Tony Taylor
Tony Taylor

Reputation: 31

Restore values on screen rotation

I have created several TextViews programmatically. When screen rotates I loose all added text views and their text values. What is the best way to save them and restore after rotation. I am using a tablelayout and adding rows each row has four textviews. I did not want to prevent device rotation.

Upvotes: 3

Views: 3628

Answers (2)

Shawn Lauzon
Shawn Lauzon

Reputation: 6282

You should use onSaveInstanceState to save your state, and then recreate it in onCreate. This works for both Activities and Fragments, but I believe the visibility on the methods is a bit different (they're public for Fragments).

@Override
protected void onSaveInstanceState(Bundle outState) {
    super.onSaveInstanceState(outState);
    outState.putString("text1", text1.getText().toString());
    // do this for each of your text views
    // You might consider using Bundle.putStringArray() instead
}

@Override
protected void onCreate(Bundle savedInstanceState) {
    super.onCreate(savedInstanceState);
    // initialize all your visual fields        

    if (savedInstanceState != null) {
        text1.setText(savedInstanceState.getString("text1", ""));
        // do this for each of your text views
    }
}

Note that this is better than using onRetainNonConfigurationInstance; that method is used to actually keep objects around across rotations (e.g. Bitmaps), however you want to just store the strings, and thus using a Bundle is preferred.

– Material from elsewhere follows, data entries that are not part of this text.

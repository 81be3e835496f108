//! Delegate 2D layout: a generic force simulation with tunable repulsion,
//! edge-length range, gravity and friction.

use glam::Vec2;
use serde::{Deserialize, Serialize};
use std::collections::HashMap;
use tracing::debug;

use super::seed::{seed_2d, seed_radius};
use super::{LayoutEngine, LayoutInput, Positions};
use crate::graph::NodeKey;

/// Average speed under which the simulation counts as settled.
const SETTLED_SPEED: f32 = 0.05;

#[derive(Debug, Clone, PartialEq, Serialize, Deserialize)]
#[serde(default)]
pub struct ForceParams {
    /// Repulsion strength between every pair of nodes
    pub repulsion: f32,
    /// Rest length of edges between leaf nodes
    pub min_edge_length: f32,
    /// Rest length of edges between the best-connected nodes
    pub max_edge_length: f32,
    /// Spring constant along edges
    pub spring: f32,
    /// Pull toward the origin, proportional to distance
    pub gravity: f32,
    /// Velocity retained per tick (0.0 - 1.0)
    pub friction: f32,
    /// Maximum velocity per tick
    pub max_speed: f32,
    /// Minimum distance used for repulsion
    pub min_distance: f32,
}

impl Default for ForceParams {
    fn default() -> Self {
        Self {
            repulsion: 2400.0,
            min_edge_length: 40.0,
            max_edge_length: 140.0,
            spring: 0.05,
            gravity: 0.01,
            friction: 0.85,
            max_speed: 25.0,
            min_distance: 4.0,
        }
    }
}

impl ForceParams {
    /// Copy with every field forced into a usable range.
    pub fn sanitized(&self) -> Self {
        let min_edge = self.min_edge_length.max(1.0);
        Self {
            repulsion: self.repulsion.max(0.0),
            min_edge_length: min_edge,
            max_edge_length: self.max_edge_length.max(min_edge),
            spring: self.spring.clamp(0.0, 1.0),
            gravity: self.gravity.clamp(0.0, 1.0),
            friction: self.friction.clamp(0.0, 1.0),
            max_speed: self.max_speed.max(0.1),
            min_distance: self.min_distance.max(0.01),
        }
    }
}

/// Index-addressed 2D force simulation.
#[derive(Debug, Clone)]
pub struct ForceSimulation {
    params: ForceParams,
    positions: Vec<Vec2>,
    velocities: Vec<Vec2>,
}

impl ForceSimulation {
    pub fn new(params: ForceParams) -> Self {
        Self {
            params: params.sanitized(),
            positions: Vec::new(),
            velocities: Vec::new(),
        }
    }

    pub fn params(&self) -> &ForceParams {
        &self.params
    }

    pub fn set_params(&mut self, params: ForceParams) {
        self.params = params.sanitized();
    }

    /// Replace the node set.
    pub fn load(&mut self, positions: Vec<Vec2>, velocities: Vec<Vec2>) {
        debug_assert_eq!(positions.len(), velocities.len());
        self.positions = positions;
        self.velocities = velocities;
    }

    pub fn positions(&self) -> &[Vec2] {
        &self.positions
    }

    pub fn velocities(&self) -> &[Vec2] {
        &self.velocities
    }

    /// Rest length for an edge, growing with the connectivity of its endpoints.
    pub fn rest_length(&self, degree_sum: usize, max_degree_sum: usize) -> f32 {
        let t = if max_degree_sum > 2 {
            (degree_sum.saturating_sub(2)) as f32 / (max_degree_sum - 2) as f32
        } else {
            0.0
        };
        let p = &self.params;
        p.min_edge_length + (p.max_edge_length - p.min_edge_length) * t.clamp(0.0, 1.0)
    }

    /// Advance one tick. Returns the average speed afterwards.
    pub fn tick(&mut self, edges: &[(usize, usize)], rest_lengths: &[f32]) -> f32 {
        let n = self.positions.len();
        if n == 0 {
            return 0.0;
        }
        let p = self.params.clone();
        let mut forces = vec![Vec2::ZERO; n];

        // Repulsion between all pairs
        for i in 0..n {
            for j in (i + 1)..n {
                let delta = self.positions[i] - self.positions[j];
                let dist = delta.length().max(p.min_distance);
                let dir = if delta.length_squared() > 0.0 {
                    delta / delta.length()
                } else {
                    // Coincident nodes: separate along a fixed axis
                    Vec2::X
                };
                let f = dir * (p.repulsion / (dist * dist));
                forces[i] += f;
                forces[j] -= f;
            }
        }

        // Springs toward each edge's rest length
        for (e, &(a, b)) in edges.iter().enumerate() {
            if a >= n || b >= n {
                continue;
            }
            let delta = self.positions[b] - self.positions[a];
            let dist = delta.length();
            if dist < 1e-6 {
                continue;
            }
            let rest = rest_lengths.get(e).copied().unwrap_or(p.min_edge_length);
            let f = (delta / dist) * (p.spring * (dist - rest));
            forces[a] += f;
            forces[b] -= f;
        }

        // Gravity toward the origin
        for (force, pos) in forces.iter_mut().zip(&self.positions) {
            *force -= *pos * p.gravity;
        }

        let mut total_speed = 0.0;
        for i in 0..n {
            let mut v = (self.velocities[i] + forces[i]) * p.friction;
            if !v.is_finite() {
                v = Vec2::ZERO;
            }
            let speed = v.length();
            if speed > p.max_speed {
                v = v / speed * p.max_speed;
            }
            self.velocities[i] = v;
            self.positions[i] += v;
            total_speed += v.length();
        }

        total_speed / n as f32
    }
}

/// `LayoutEngine` over `ForceSimulation`, keyed by node.
pub struct Force2dLayout {
    sim: ForceSimulation,
    keys: Vec<NodeKey>,
    rest_lengths: Vec<f32>,
    generation: Option<u64>,
    avg_speed: f32,
}

impl Force2dLayout {
    pub fn new(params: ForceParams) -> Self {
        Self {
            sim: ForceSimulation::new(params),
            keys: Vec::new(),
            rest_lengths: Vec::new(),
            generation: None,
            avg_speed: f32::INFINITY,
        }
    }

    #[allow(dead_code)]
    pub fn simulation(&self) -> &ForceSimulation {
        &self.sim
    }

    pub fn set_params(&mut self, params: ForceParams) {
        self.sim.set_params(params);
        self.generation = None;
    }

    /// Rebuild simulation arrays for a new input, keeping known nodes' state.
    fn sync(&mut self, input: &LayoutInput, prior: &Positions) {
        let previous: HashMap<&NodeKey, usize> =
            self.keys.iter().enumerate().map(|(i, k)| (k, i)).collect();
        let radius = seed_radius(input.len(), self.sim.params().min_edge_length);

        let mut positions = Vec::with_capacity(input.len());
        let mut velocities = Vec::with_capacity(input.len());
        let mut reused = 0usize;
        for key in &input.keys {
            if let Some(&i) = previous.get(key) {
                positions.push(self.sim.positions()[i]);
                velocities.push(self.sim.velocities()[i]);
                reused += 1;
            } else if let Some(&cached) = prior.get(key) {
                positions.push(cached);
                velocities.push(Vec2::ZERO);
            } else {
                positions.push(seed_2d(key, radius));
                velocities.push(Vec2::ZERO);
            }
        }

        let max_degree_sum = input
            .edges
            .iter()
            .map(|&(a, b)| input.degrees[a] + input.degrees[b])
            .max()
            .unwrap_or(0);
        self.rest_lengths = input
            .edges
            .iter()
            .map(|&(a, b)| {
                self.sim
                    .rest_length(input.degrees[a] + input.degrees[b], max_degree_sum)
            })
            .collect();

        debug!(
            nodes = input.len(),
            reused,
            generation = input.generation,
            "force2d resync"
        );

        self.sim.load(positions, velocities);
        self.keys = input.keys.clone();
        self.generation = Some(input.generation);
        self.avg_speed = f32::INFINITY;
    }
}

impl LayoutEngine for Force2dLayout {
    fn name(&self) -> &'static str {
        "force2d"
    }

    fn step(&mut self, input: &LayoutInput, prior: &Positions) -> Positions {
        if self.generation != Some(input.generation) || self.keys.len() != input.len() {
            self.sync(input, prior);
        }
        self.avg_speed = self.sim.tick(&input.edges, &self.rest_lengths);
        self.keys
            .iter()
            .cloned()
            .zip(self.sim.positions().iter().copied())
            .collect()
    }

    fn is_settled(&self) -> bool {
        self.avg_speed < SETTLED_SPEED
    }

    fn reset(&mut self) {
        self.keys.clear();
        self.rest_lengths.clear();
        self.sim.load(Vec::new(), Vec::new());
        self.generation = None;
        self.avg_speed = f32::INFINITY;
    }
}
pub mod init;
pub mod layout;
pub mod render;
pub mod select;
pub mod stats;

use anyhow::{Context, Result};
use console::{Emoji, style};
use indicatif::{ProgressBar, ProgressStyle};
use std::time::Duration;
use tracing::debug;

use crate::cli::{ClickEvent, InteractionArgs, LayoutArgs, SourceArgs};
use crate::config::Config;
use crate::layout::Rotation;
use crate::source::{FetchParams, FileSource, GraphSource, HttpSource};
use crate::view::{ClickAction, ExplorerView};

static DATABASE: Emoji<'_, '_> = Emoji("💾 ", "");
static CHECK: Emoji<'_, '_> = Emoji("✅ ", "[OK] ");
static WARN: Emoji<'_, '_> = Emoji("⚠️  ", "[!] ");

pub(crate) fn spinner(emoji: &Emoji<'_, '_>, message: &'static str) -> ProgressBar {
    let spinner = ProgressBar::new_spinner();
    spinner.set_style(
        ProgressStyle::default_spinner()
            .template(&format!("{}{{spinner:.green}} {{msg}}", emoji))
            .expect("static spinner template"),
    );
    spinner.enable_steady_tick(Duration::from_millis(100));
    spinner.set_message(message);
    spinner
}

/// Fetch parameters from CLI arguments with config fallbacks.
pub(crate) fn fetch_params(config: &Config, args: &SourceArgs) -> FetchParams {
    FetchParams {
        kind: args.kind.unwrap_or(config.source.kind),
        start_date: args.from.clone(),
        end_date: args.to.clone(),
        entities: args.entities.clone(),
        limit: args
            .limit
            .as_deref()
            .map(FetchParams::parse_limit)
            .unwrap_or_else(|| config.source.limit.clamp(1, crate::source::MAX_LIMIT)),
    }
}

/// Build a view session from the configured or requested graph source.
pub(crate) async fn open_view(config: &Config, args: &SourceArgs) -> Result<(ExplorerView, FetchParams)> {
    let params = fetch_params(config, args);

    let source: Box<dyn GraphSource> = match (&args.input, args.url.as_ref().or(config.source.base_url.as_ref())) {
        (Some(path), _) => Box::new(FileSource::new(path)),
        (None, Some(url)) => Box::new(HttpSource::new(url)),
        (None, None) => anyhow::bail!("No graph source. Pass --input <file> or --url <base url>."),
    };

    let progress = spinner(&DATABASE, "Loading graph...");
    let data = source
        .fetch(&params)
        .await
        .with_context(|| format!("Failed to load graph from {} source", source.name()))?;

    let mut view = ExplorerView::new(config.variant_registry(), params.kind)
        .with_settings(config.view.clone())
        .with_force_params(config.force2d.clone())
        .with_nbody_params(config.physics.clone());
    view.ingest(data, false);

    for path in &args.merge {
        let extra = FileSource::new(path)
            .fetch(&params)
            .await
            .with_context(|| format!("Failed to load graph from {}", path.display()))?;
        view.ingest(extra, true);
    }
    progress.finish_and_clear();

    view.set_types_hidden(args.hide.iter().cloned(), true);
    let subgraph = view.resolve();

    println!(
        "{}Loaded {} nodes, {} edges ({} view: {} connected, {} visible)",
        CHECK,
        style(view.store().node_count()).green().bold(),
        style(view.store().edge_count()).green().bold(),
        style(params.kind).cyan(),
        style(subgraph.connected_nodes.len()).green(),
        style(subgraph.visible_nodes.len()).green()
    );
    if subgraph.mask_recovered {
        println!(
            "{}Hiding {} would leave nothing visible; showing all types",
            WARN,
            style(args.hide.join(", ")).yellow()
        );
    }

    Ok((view, params))
}

/// Apply layout arguments to a view session.
pub(crate) fn apply_layout_args(view: &mut ExplorerView, args: &LayoutArgs) {
    if let Some(mode) = args.mode {
        view.set_mode(mode);
    }
    if let Some(pct) = args.repulsion {
        view.nbody_mut().set_repulsion_pct(pct);
    }
    let rotation = view.rotation_mut();
    *rotation = Rotation::from_degrees(args.pitch, args.yaw, args.roll);
    if let Some(&[x, y, z, w]) = args.drag_quat.as_deref() {
        rotation.set_drag([x, y, z, w]);
    }
    if let Some(&[dx, dy]) = args.drag.as_deref() {
        rotation.apply_drag(dx, dy);
    }
}

/// Clicks and selection controls to replay against a view session.
#[derive(Debug, Clone, Default)]
pub struct Replay {
    pub clicks: Vec<ClickEvent>,
    pub interaction: InteractionArgs,
}

enum ReplayStep<'a> {
    Clear(u64),
    Click(&'a ClickEvent),
}

impl ReplayStep<'_> {
    fn at(&self) -> u64 {
        match self {
            ReplayStep::Clear(at) => *at,
            ReplayStep::Click(click) => click.at_ms,
        }
    }
}

impl Replay {
    /// Replay clears and clicks in time order, then let the last pending
    /// click fire. Returns the time at which the replay settled.
    pub fn apply(&self, view: &mut ExplorerView) -> u64 {
        view.set_selection_enabled(!self.interaction.no_select_mode);

        // Stable sort: a clear runs before clicks at the same millisecond
        let mut steps: Vec<ReplayStep> = self
            .interaction
            .clear_at
            .iter()
            .map(|&at| ReplayStep::Clear(at))
            .chain(self.clicks.iter().map(ReplayStep::Click))
            .collect();
        steps.sort_by_key(ReplayStep::at);

        let mut now = 0;
        let mut ignored = 0usize;
        for step in &steps {
            match step {
                ReplayStep::Clear(at) => {
                    view.poll(*at);
                    view.clear_selection();
                }
                ReplayStep::Click(click) => {
                    let outcome = view.click(&click.key, click.at_ms);
                    debug!(
                        node = %click.key,
                        at_ms = click.at_ms,
                        fired = ?outcome.fired,
                        action = ?outcome.action,
                        "click replayed"
                    );
                    if outcome.action == ClickAction::Ignored {
                        ignored += 1;
                    }
                }
            }
            now = step.at();
        }
        now += view.selection().window_ms();
        view.poll(now);

        if ignored > 0 {
            let reason = if view.selection().is_enabled() {
                "not in the current view"
            } else {
                "selection mode is off"
            };
            println!("{}{} clicks ignored ({})", WARN, style(ignored).yellow(), reason);
        }
        now
    }
}

#[cfg(test)]
mod tests {
    use super::*;
    use crate::graph::{Edge, GraphData, Node, NodeKey, VariantKind, VariantRegistry};
    use crate::layout::LayoutMode;
    use glam::Quat;

    fn args() -> SourceArgs {
        SourceArgs {
            input: None,
            url: None,
            merge: vec![],
            kind: None,
            from: None,
            to: None,
            entities: vec![],
            limit: None,
            hide: vec![],
        }
    }

    #[test]
    fn test_fetch_params_fallbacks() {
        let config = Config::default();
        let params = fetch_params(&config, &args());
        assert_eq!(params.kind, VariantKind::Policy);
        assert_eq!(params.limit, 500);

        let params = fetch_params(
            &config,
            &SourceArgs {
                kind: Some(VariantKind::Social),
                limit: Some("abc".to_string()),
                from: Some("2024-01-01".to_string()),
                ..args()
            },
        );
        assert_eq!(params.kind, VariantKind::Social);
        assert_eq!(params.limit, 500);
        assert_eq!(params.start_date.as_deref(), Some("2024-01-01"));
    }

    fn key(s: &str) -> NodeKey {
        s.parse().unwrap()
    }

    fn click(s: &str) -> ClickEvent {
        s.parse().unwrap()
    }

    fn small_view() -> ExplorerView {
        let mut view = ExplorerView::new(VariantRegistry::new(), VariantKind::Policy);
        view.ingest(
            GraphData {
                nodes: vec![Node::new("Policy", "1"), Node::new("State", "CA")],
                edges: vec![Edge::new(key("Policy:1"), key("State:CA"), "applies_to")],
            },
            false,
        );
        view
    }

    fn selected(view: &ExplorerView) -> Vec<String> {
        view.selection().selected().iter().map(|k| k.to_string()).collect()
    }

    #[test]
    fn test_replay_double_click() {
        let mut view = small_view();

        let clicks = vec![
            ClickEvent {
                key: key("Policy:1"),
                at_ms: 150,
            },
            ClickEvent {
                key: key("Policy:1"),
                at_ms: 0,
            },
        ];
        let replay = Replay {
            clicks,
            ..Replay::default()
        };
        let settled = replay.apply(&mut view);
        assert_eq!(settled, 450);
        assert_eq!(selected(&view), vec!["State:CA"]);
    }

    #[test]
    fn test_replay_clear_at_runs_in_time_order() {
        let mut view = small_view();
        let replay = Replay {
            clicks: vec![click("Policy:1@0"), click("State:CA@800")],
            interaction: InteractionArgs {
                clear_at: vec![500],
                no_select_mode: false,
            },
        };
        assert_eq!(replay.apply(&mut view), 1100);
        // Policy:1 fired at 300 and was cleared at 500
        assert_eq!(selected(&view), vec!["State:CA"]);

        // A clear landing inside a double-click window cancels the pending click
        let mut view = small_view();
        let replay = Replay {
            clicks: vec![click("Policy:1@0"), click("Policy:1@200")],
            interaction: InteractionArgs {
                clear_at: vec![100],
                no_select_mode: false,
            },
        };
        replay.apply(&mut view);
        assert_eq!(selected(&view), vec!["Policy:1"]);
    }

    #[test]
    fn test_replay_with_selection_mode_off() {
        let mut view = small_view();
        let replay = Replay {
            clicks: vec![click("Policy:1@0"), click("State:CA@400")],
            interaction: InteractionArgs {
                clear_at: vec![],
                no_select_mode: true,
            },
        };
        replay.apply(&mut view);
        assert!(!view.selection().is_enabled());
        assert!(view.selection().selected().is_empty());
    }

    #[test]
    fn test_apply_layout_args_builds_rotation() {
        let mut view = small_view();
        view.rotation_mut().apply_drag(50.0, 0.0);
        let args = LayoutArgs {
            mode: Some(LayoutMode::ThreeD),
            frames: 10,
            pitch: 10.0,
            yaw: 20.0,
            roll: 0.0,
            drag_quat: Some(vec![0.0, 0.0, 0.0, 3.0]),
            drag: None,
            repulsion: None,
        };
        apply_layout_args(&mut view, &args);
        let rotation = *view.rotation_mut();
        assert_eq!(rotation.pitch, 10.0);
        assert_eq!(rotation.yaw, 20.0);
        // Raw quaternion replaces the earlier drag and is normalized
        assert_eq!(rotation.drag, Some(Quat::IDENTITY));

        let args = LayoutArgs {
            drag_quat: None,
            ..args
        };
        apply_layout_args(&mut view, &args);
        assert_eq!(view.rotation_mut().drag, None);
    }
}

Also, onRetainNonConfigurationInstance isn't supported by Fragments; it's been replaced with setRetainInstance, and you don't want to use that for the same reason.

Upvotes: 5

mastDrinkNimbuPani
mastDrinkNimbuPani

Reputation: 1249

You need to persist the state across Device Rotation. As your view gets created dynamically, you need to store all this information in a 'Model' appropriate for your application. Android developer website has more info.

"To retain an object during a runtime configuration change:

Override the onRetainNonConfigurationInstance() method to return the object you would like to retain. When your activity is created again, call getLastNonConfigurationInstance() to recover your object."